Exercise material:
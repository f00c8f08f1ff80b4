mod controller;
mod countdown;
mod state;
mod submit;

// Public API of the session engine.
pub use crate::error::SessionError;
pub use controller::{SessionController, SubmissionOutcome, SubmitTrigger};
pub use countdown::{ClockEvent, CountdownClock};
pub use state::{SessionProgress, SessionState, SessionStatus};
pub use submit::ResultSubmitter;
#![forbid(unsafe_code)]

pub mod error;
pub mod session;

pub use quiz_core::Clock;

pub use error::SessionError;

pub use session::{
    ClockEvent, CountdownClock, ResultSubmitter, SessionController, SessionProgress, SessionState,
    SessionStatus, SubmissionOutcome, SubmitTrigger,
};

Aim of the exercise: Looking through the records, copy out every line in which the word "ClockEvent" is found.

Your solution:
pub use countdown::{ClockEvent, CountdownClock};
    ClockEvent, CountdownClock, ResultSubmitter, SessionController, SessionProgress, SessionState,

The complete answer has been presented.